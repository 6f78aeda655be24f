#![warn(rust_2018_idioms)]

mod common;

use std::collections::HashMap;

use crate::common::{endpoint, fleet, static_config};
use routecat::routing::{RequestFacts, RouteDecision, Router};
use routecat::stats::RequestStats;
use routecat::{RouterConfig, RoutingLogic};

fn facts(model: &str) -> RequestFacts {
    RequestFacts {
        request_id: "r".into(),
        model: model.into(),
        session_id: None,
        prompt: String::new(),
    }
}

fn route_url(router: &Router, eligible: &[routecat::EndpointInfo], f: &RequestFacts) -> String {
    match router
        .route(eligible, &HashMap::new(), &HashMap::new(), f)
        .unwrap()
    {
        RouteDecision::Single(url) => url,
        other => panic!("expected a single engine, got {:?}", other),
    }
}

#[test]
fn nine_requests_over_three_engines_land_three_each() {
    let cfg = static_config(&["u0", "u1", "u2"], "m");
    let router = Router::from_config(&cfg);
    let eligible = fleet(&["u0", "u1", "u2"], "m");

    let mut counts: HashMap<String, usize> = HashMap::new();
    for _ in 0..9 {
        let url = route_url(&router, &eligible, &facts("m"));
        *counts.entry(url).or_default() += 1;
    }
    assert_eq!(counts.len(), 3);
    assert!(counts.values().all(|c| *c == 3), "counts: {:?}", counts);
}

#[test]
fn sessions_stick_to_their_engine() {
    let cfg = RouterConfig {
        routing_logic: RoutingLogic::Session,
        session_key: Some("x-user-id".into()),
        ..static_config(&["u0", "u1"], "m")
    };
    let router = Router::from_config(&cfg);
    let eligible = fleet(&["u0", "u1"], "m");

    let with_session = |sid: &str| RequestFacts {
        session_id: Some(sid.into()),
        ..facts("m")
    };

    let abc: Vec<String> = (0..5)
        .map(|_| route_url(&router, &eligible, &with_session("abc")))
        .collect();
    let xyz: Vec<String> = (0..5)
        .map(|_| route_url(&router, &eligible, &with_session("xyz")))
        .collect();

    assert!(abc.iter().all(|u| u == &abc[0]), "abc spread: {:?}", abc);
    assert!(xyz.iter().all(|u| u == &xyz[0]), "xyz spread: {:?}", xyz);
}

#[test]
fn growing_shared_prefixes_follow_the_first_request() {
    let cfg = RouterConfig {
        routing_logic: RoutingLogic::PrefixAware,
        prefix_chunk_size: 4,
        ..static_config(&["u0", "u1", "u2"], "m")
    };
    let router = Router::from_config(&cfg);
    let eligible = fleet(&["u0", "u1", "u2"], "m");

    let with_prompt = |p: &str| RequestFacts {
        prompt: p.into(),
        ..facts("m")
    };

    let a = route_url(&router, &eligible, &with_prompt("AAAA"));
    let b = route_url(&router, &eligible, &with_prompt("AAAABBBB"));
    let c = route_url(&router, &eligible, &with_prompt("AAAABBBBCCCC"));
    assert_eq!(a, b);
    assert_eq!(b, c);
}

#[test]
fn disjoint_prefixes_spread_across_engines() {
    let cfg = RouterConfig {
        routing_logic: RoutingLogic::PrefixAware,
        prefix_chunk_size: 4,
        ..static_config(&["u0", "u1"], "m")
    };
    let router = Router::from_config(&cfg);
    let eligible = fleet(&["u0", "u1"], "m");

    let with_prompt = |p: &str| RequestFacts {
        prompt: p.into(),
        ..facts("m")
    };
    let loaded = |pairs: &[(&str, usize)]| -> HashMap<String, RequestStats> {
        pairs
            .iter()
            .map(|(u, n)| {
                (
                    u.to_string(),
                    RequestStats {
                        in_flight: *n,
                        ..Default::default()
                    },
                )
            })
            .collect()
    };

    // three prompts with nothing in common while earlier streams are live
    let a = match router
        .route(&eligible, &HashMap::new(), &loaded(&[]), &with_prompt("AAAA"))
        .unwrap()
    {
        RouteDecision::Single(u) => u,
        _ => unreachable!(),
    };
    let b = match router
        .route(
            &eligible,
            &HashMap::new(),
            &loaded(&[(&a, 1)]),
            &with_prompt("DDDD"),
        )
        .unwrap()
    {
        RouteDecision::Single(u) => u,
        _ => unreachable!(),
    };
    let c = match router
        .route(
            &eligible,
            &HashMap::new(),
            &loaded(&[(&a, 1), (&b, 1)]),
            &with_prompt("GGGG"),
        )
        .unwrap()
    {
        RouteDecision::Single(u) => u,
        _ => unreachable!(),
    };

    let mut distinct = vec![a, b, c];
    distinct.sort();
    distinct.dedup();
    assert!(distinct.len() >= 2, "selections: {:?}", distinct);
}

#[test]
fn kvaware_repeats_route_to_the_warm_engine() {
    let cfg = RouterConfig {
        routing_logic: RoutingLogic::KvAware,
        prefix_chunk_size: 4,
        ..static_config(&["u0", "u1"], "m")
    };
    let router = Router::from_config(&cfg);
    let eligible = fleet(&["u0", "u1"], "m");

    let with_prompt = |p: &str| RequestFacts {
        prompt: p.into(),
        ..facts("m")
    };
    let first = route_url(&router, &eligible, &with_prompt("AAAABBBBCCCC"));
    let second = route_url(&router, &eligible, &with_prompt("AAAABBBBDDDD"));
    assert_eq!(first, second);
}

#[test]
fn disaggregated_pairs_prefill_and_decode() {
    let cfg = RouterConfig {
        routing_logic: RoutingLogic::DisaggregatedPrefill,
        prefill_model_labels: vec!["prefill".into()],
        decode_model_labels: vec!["decode".into()],
        ..static_config(&["p0", "d0"], "m")
    };
    let router = Router::from_config(&cfg);
    let eligible = vec![
        endpoint("p0", &["m"], Some("prefill")),
        endpoint("p1", &["m"], Some("prefill")),
        endpoint("d0", &["m"], Some("decode")),
    ];

    match router
        .route(&eligible, &HashMap::new(), &HashMap::new(), &facts("m"))
        .unwrap()
    {
        RouteDecision::Pair { prefill, decode } => {
            assert!(prefill == "p0" || prefill == "p1");
            assert_eq!(decode, "d0");
        }
        other => panic!("expected a pair, got {:?}", other),
    }
}

#[test]
fn stable_registry_keeps_roundrobin_fair_at_scale() {
    let cfg = static_config(&["u0"], "m");
    let router = Router::from_config(&RouterConfig {
        routing_logic: RoutingLogic::RoundRobin,
        ..cfg
    });
    for n in &[1usize, 4, 7] {
        let urls: Vec<String> = (0..*n).map(|i| format!("e{:02}", i)).collect();
        let refs: Vec<&str> = urls.iter().map(String::as_str).collect();
        let eligible = fleet(&refs, "m");
        let mut counts: HashMap<String, usize> = HashMap::new();
        for _ in 0..(n * 13 + 5) {
            let url = route_url(&router, &eligible, &facts("m"));
            *counts.entry(url).or_default() += 1;
        }
        let max = counts.values().max().unwrap();
        let min = counts.values().min().unwrap();
        assert!(max - min <= 1, "n={} counts={:?}", n, counts);
    }
}
use std::collections::{BTreeMap, HashSet};
use std::sync::atomic::{AtomicBool, Ordering};
use std::sync::{Arc, Mutex};
use std::time::Duration;

use chrono::Utc;
use uuid::Uuid;

use crate::registry::EndpointRegistry;
use crate::{EndpointInfo, ModelInfo, ModelType, Result, RouterConfig, SleepState};

const PROBE_PERIOD: Duration = Duration::from_secs(60);

struct StaticEntry {
    id: Uuid,
    url: String,
    model: String,
    model_label: Option<String>,
    model_type: Option<ModelType>,
}

impl StaticEntry {
    fn endpoint(&self) -> EndpointInfo {
        let mut model_info = BTreeMap::new();
        model_info.insert(self.model.clone(), ModelInfo::base(&self.model));
        EndpointInfo {
            id: self.id,
            url: self.url.clone(),
            model_names: vec![self.model.clone()],
            model_info,
            model_label: self.model_label.clone(),
            added_timestamp: Utc::now().timestamp(),
            sleep: SleepState::Awake,
            pod_name: None,
            service_name: None,
            namespace: None,
        }
    }
}

struct Inner {
    entries: Vec<StaticEntry>,
    aliases: BTreeMap<String, String>,
    registry: EndpointRegistry,
    client: reqwest::Client,
    /// Entries currently hidden from the registry; ids are remembered so a
    /// later probe success re-admits the same engine id.
    unhealthy: Mutex<HashSet<Uuid>>,
    running: AtomicBool,
}

/// Fixed engine inventory from parallel CLI lists
///
/// One engine per (url, model) pair, written to the registry at start.
/// With health checks enabled, a periodic probe hides entries that fail a
/// protocol-specific liveness request.
#[derive(Clone)]
pub struct StaticDiscovery {
    inner: Arc<Inner>,
}

impl StaticDiscovery {
    pub fn start(
        cfg: &RouterConfig,
        registry: EndpointRegistry,
        client: reqwest::Client,
    ) -> Result<StaticDiscovery> {
        let entries: Vec<StaticEntry> = cfg
            .static_backends
            .iter()
            .enumerate()
            .map(|(i, url)| StaticEntry {
                id: Uuid::new_v4(),
                url: url.clone(),
                model: cfg.static_models[i].clone(),
                model_label: cfg.static_model_labels.get(i).cloned(),
                model_type: cfg.static_model_types.get(i).copied(),
            })
            .collect();

        let sd = StaticDiscovery {
            inner: Arc::new(Inner {
                entries,
                aliases: cfg.static_aliases.clone(),
                registry,
                client,
                unhealthy: Mutex::new(HashSet::new()),
                running: AtomicBool::new(true),
            }),
        };
        for entry in &sd.inner.entries {
            sd.inner.registry.upsert(entry.endpoint());
        }
        if cfg.static_backend_health_checks {
            let worker = sd.clone();
            tokio::spawn(async move {
                worker.probe_loop().await;
            });
            info!("Static backend health checks enabled");
        }
        Ok(sd)
    }

    pub fn resolve_alias(&self, model: &str) -> String {
        self.inner
            .aliases
            .get(model)
            .cloned()
            .unwrap_or_else(|| model.to_string())
    }

    pub fn get_health(&self) -> bool {
        self.inner.registry.health()
    }

    pub fn close(&self) {
        self.inner.running.store(false, Ordering::SeqCst);
        self.inner.registry.clear();
        self.inner.registry.close();
    }

    async fn probe_loop(&self) {
        while self.inner.running.load(Ordering::SeqCst) {
            self.probe_cycle().await;
            tokio::time::delay_for(PROBE_PERIOD).await;
        }
        debug!("Static health probe stopped");
    }

    async fn probe_cycle(&self) {
        for entry in &self.inner.entries {
            if !self.inner.running.load(Ordering::SeqCst) {
                return;
            }
            let healthy = self.probe_entry(entry).await;
            let mut unhealthy = self.inner.unhealthy.lock().unwrap();
            if healthy {
                if unhealthy.remove(&entry.id) {
                    info!("{} at {} is healthy again", entry.model, entry.url);
                    self.inner.registry.upsert(entry.endpoint());
                } else {
                    debug!("{} at {} is healthy", entry.model, entry.url);
                }
            } else if unhealthy.insert(entry.id) {
                warn!("{} at {} not healthy!", entry.model, entry.url);
                self.inner.registry.remove(&entry.id);
            }
        }
    }

    /// One-shot decoy request appropriate to the configured model type
    async fn probe_entry(&self, entry: &StaticEntry) -> bool {
        let mtype = match entry.model_type {
            Some(t) => t,
            None => return true,
        };
        let url = format!("{}{}", entry.url, mtype.probe_path());
        let mut req = self
            .inner
            .client
            .post(&url)
            .json(&mtype.probe_body(&entry.model));
        if let Ok(key) = std::env::var("VLLM_API_KEY") {
            req = req.header("Authorization", format!("Bearer {}", key));
        }
        match req.send().await {
            Ok(res) => res.status().is_success(),
            Err(e) => {
                debug!("Probe of {} failed: {}", url, e);
                false
            }
        }
    }
}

:::::

▶ [Activity]:
Only the lines from the first line of the records through the line with "use routecat::stats::RequestStats;" should be reproduced, exactly and with nothing added.

▶ [Task result]:
repository 6f78aeda655be24f
#![warn(rust_2018_idioms)]

mod common;

use std::collections::HashMap;

use crate::common::{endpoint, fleet, static_config};
use routecat::routing::{RequestFacts, RouteDecision, Router};
use routecat::stats::RequestStats;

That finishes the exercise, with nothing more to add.